Pages

Friday, February 10, 2012

I'm having the most annoying day

arm pain. and work pain. i did have a massage last night, but i easily got tensed up when i realized my house was  a mess, the dishes are toppling over in the sink, and the clean clothes are in the basket. Gerry has been sick this week, but come on!!! Women take care of babies when they're sick, clean the house etc.... I am in constant pain every fucking day and i cannot handle doing everything myself. I think this blog may just be a vent. i think i need to hire someone to clean my house too. I just cannot do it, I walk Bella and lucky for me she and I have relaxing walks.

let me tell you something that happened this AM. I had to wake up early because i had an early appointment before work. i got out of the shower and i could hear Bella get off the bed and out of the bedroom. I am putting on my makeup and yes people no clothes on. I hear Gerry coughing, his phone rings or something and yet i do not hear him walking towards the door to let Bella out. Our dog has a UTI. The poor thing has to go out but if I wasn't there would have to wait for his ass to get out of bed? poor dog. I get out of the bathroom put pants on and i have my bra on and notice that Gerry is on the couch doing something with his phone and i ask if he let Bella out, "No." WTF? i walk over to the front door, NO SHIRT and open the door. I feed Bella, give her meds to her, and finish getting ready. HE didn't do anything!

When we were first noticing that Bella was going pee around the house, he would spray some stupid spray on her pee and leave it. WE HAVE A STEAM CLEANER!!! in the height of my pain, it was sooooo much worse than, I did it. WHY???? Because I care! Who cleaned the sofa when she almost peed on him (why didn't she?) yes people me. We have this whole battle of if anything happens who gets Bella. Every one of our friends knows I am her owner. I am the one who tends to her. He can't even clean a pee stain properly. Yes, i'm pissed off. very. I'm pissed because when I'm sick no one dawdles over me. I get off my ass and do the shit i need to do. and i get it, he's not feeling well so he's off but he can't skimp out on the home stuff he's getting off his ass and going to work.

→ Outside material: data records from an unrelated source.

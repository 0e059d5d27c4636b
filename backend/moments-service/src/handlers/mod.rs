/// HTTP handlers for family post endpoints
///
/// - Posts: create, list, read, edit, soft delete
/// - Loves: love / unlove a post
pub mod loves;
pub mod multipart;
pub mod posts;

use crate::db::UserRepository;
use crate::services::{LoveService, PostService};
use actix_web::web;
use std::sync::Arc;

pub use loves::{love_post, unlove_post};
pub use posts::{create_post, delete_post, edit_post, get_post, list_posts};

/// Shared state for post and love handlers
pub struct AppState {
    pub posts: Arc<PostService>,
    pub loves: Arc<LoveService>,
    pub users: Arc<dyn UserRepository>,
    /// Upper bound for a single multipart part
    pub max_image_bytes: usize,
}

/// Register `/posts` routes on the given scope
pub fn configure_routes(cfg: &mut web::ServiceConfig) {
    cfg.service(
        web::scope("/posts")
            .service(
                web::resource("")
                    .route(web::post().to(create_post))
                    .route(web::get().to(list_posts)),
            )
            .service(
                web::resource("/{post_id}")
                    .route(web::get().to(get_post))
                    .route(web::patch().to(edit_post))
                    .route(web::delete().to(delete_post)),
            )
            .service(
                web::resource("/{post_id}/loves")
                    .route(web::post().to(love_post))
                    .route(web::delete().to(unlove_post)),
            ),
    );
}
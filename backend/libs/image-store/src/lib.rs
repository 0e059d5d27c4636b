/// Image storage for Family Moments services
///
/// Provides the `ImageStore` abstraction used by the post service, the S3
/// implementation behind it, and the payload type handed over by the HTTP layer.
use async_trait::async_trait;

pub mod config;
pub mod error;
pub mod s3;

pub use config::S3Config;
pub use error::{ImageStoreError, Result};
pub use s3::S3ImageStore;

/// Raster image subtypes accepted for upload. SVG is excluded since it can carry scripts.
pub const RASTER_SUBTYPES: [&str; 6] = ["jpeg", "png", "gif", "webp", "heic", "heif"];

/// A single image as received from a client
#[derive(Debug, Clone, PartialEq, Eq)]
pub struct ImagePayload {
    /// Original file name, used only for logging
    pub file_name: String,
    /// MIME type reported by the client (e.g. `image/jpeg`)
    pub content_type: String,
    pub bytes: Vec<u8>,
}

impl ImagePayload {
    pub fn new(
        file_name: impl Into<String>,
        content_type: impl Into<String>,
        bytes: Vec<u8>,
    ) -> Self {
        Self {
            file_name: file_name.into(),
            content_type: content_type.into(),
            bytes,
        }
    }

    /// Reject empty payloads, non-image content types and oversized files
    pub fn validate(&self, max_bytes: usize) -> Result<mime::Mime> {
        if self.bytes.is_empty() {
            return Err(ImageStoreError::InvalidPayload(format!(
                "{} is empty",
                self.file_name
            )));
        }

        if self.bytes.len() > max_bytes {
            return Err(ImageStoreError::InvalidPayload(format!(
                "{} is {} bytes, limit is {}",
                self.file_name,
                self.bytes.len(),
                max_bytes
            )));
        }

        let mime: mime::Mime = self.content_type.parse().map_err(|_| {
            ImageStoreError::InvalidPayload(format!(
                "{} has an unparseable content type '{}'",
                self.file_name, self.content_type
            ))
        })?;

        if mime.type_() != mime::IMAGE {
            return Err(ImageStoreError::InvalidPayload(format!(
                "{} is not an image ({})",
                self.file_name, self.content_type
            )));
        }

        if !RASTER_SUBTYPES.contains(&mime.subtype().as_str()) {
            return Err(ImageStoreError::InvalidPayload(format!(
                "{} has an unsupported image type ({})",
                self.file_name, self.content_type
            )));
        }

        Ok(mime)
    }
}

/// Object storage for post images.
///
/// Every successful upload yields one public URL. Batch uploads keep the
/// input order and either store every image or none of them.
#[async_trait]
pub trait ImageStore: Send + Sync {
    async fn upload_one(&self, image: ImagePayload) -> Result<String>;

    async fn upload_many(&self, images: Vec<ImagePayload>) -> Result<Vec<String>> {
        let mut urls = Vec::with_capacity(images.len());
        for image in images {
            urls.push(self.upload_one(image).await?);
        }
        Ok(urls)
    }
}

oh and work. ...well i don't even know what to say about that except if you're going to attempt to give me a project that you can't explain properly or know the answers to or are confused of how to do it in the first place don't give me the project. Stress is hurting me physically right now. and that's not fair. find out how it needs to be done. Balance it and then show me how you came up with it. because the easiest stuff that i'm doing isn't coming out with anything close. blah.

I'm also upset at these doctors. no shot. it may make me paralyzed or some bull crap. Athletes get these all the time, what makes me different? Besides physical therapy what's the next solution? so far, nothing. i haven't heard what's next and let me tell you something, I'm not going to be waiting three months for them to realize it's not working or it's taking too long. I'd rather have a nerve block or surgery to get rid of the damn nerve.  ugh. just so annoyed. I want to go home. I don't want to pay 5 bucks (yup that's how much it costs for me to see a doc) for nothing. Hope this day ends soon.